São Paulo - A concorrência predatória das importações é a principal preocupação do diretor do Departamento de Média e Pequena Indústria da Federação das Indústrias do Estado de São Paulo (Fiesp), Milton Bogus, para 2010. Segundo ele, as pequenas indústrias muitas vezes não têm como competir com o preço de produtos importados.
A Fiesp divulgou nesta terça-feira (8) o balanço de 2009 e as perspectivas da entidade para 2010. A previsão é que no próximo ano as importações cresçam cerca de 30%. “Os investidores estrangeiros estão de olho no Brasil”, acredita o presidente da Fiesp, Paulo Skaf.
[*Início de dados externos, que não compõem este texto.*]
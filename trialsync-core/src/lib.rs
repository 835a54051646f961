// SPDX-FileCopyrightText: 2026 Mattia Egloff <mattia.egloff@pm.me>
//
// SPDX-License-Identifier: GPL-3.0-or-later

//! TrialSync Core Library
//!
//! Offline-first capture of clinical events on a patient device. Events are
//! kept in an append-only local log and leave the device only after the
//! study start has been approved.

pub mod api;
pub mod crypto;
pub mod event;
pub mod gate;
pub mod network;
pub mod storage;
pub mod store;
pub mod sync;
pub mod temporal;

pub use api::{
    CallbackHandler, NoticeDispatcher, NoticeHandler, SyncConfig, SyncNotice, TrialSync,
    TrialSyncError, TrialSyncResult,
};
pub use crypto::{Credential, CredentialError};
pub use event::{Event, EventDraft, EventId, EventType, Severity, SyncStatus, ValidationError};
pub use gate::{EgressPermit, GateError, GateState, SyncGate};
#[cfg(feature = "network")]
pub use network::HttpTransport;
pub use network::{MockReply, MockTransport, RejectionCode, SyncTransport, TransportError};
pub use storage::{Storage, StorageError};
pub use store::{AppendError, EventQuery, EventStore};
pub use sync::{EngineStatus, RetryPolicy, SyncEngine, SyncError, SyncReport};
pub use temporal::{Clock, FixedClock, Interval, SystemClock, TemporalError};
Bogus acredita que para defender os pequenos negócios é preciso ampliar os valores do Simples Nacional e criar o Simples Trabalhista. Atualmente só podem fazer parte do Simples Nacional empresas que faturem entre R$ 240 mil/ano (microempresas) até R$ 2,4 milhões/ano (empresas de pequeno porte). O Simples estabelece tratamento tributário diferenciado e favorecido às micro e pequenas empresas. Alguns setores também não podem fazer parte do Simples Nacional.
O diretor também disse que é preciso melhorar a questão do crédito. Apesar de o presidente da entidade, Paulo Skaf, afirmar que o crédito deve crescer em 2010 para 55% do PIB, Bogus disse que os limites de crédito impostos às micro e pequenas empresas não estão sendo aumentados nos bancos.
Os números apresentados pela Fiesp nesta terça-feira demonstram otimismo e confiança na economia brasileira no próximo ano. Segundo a entidade, a economia brasileira crescerá 6,2% em 2010, puxada pela recuperação da indústria e do investimento, dois dos setores mais atingidos pela crise mundial. O PIB este ano deve fechar positivo em 0,4%.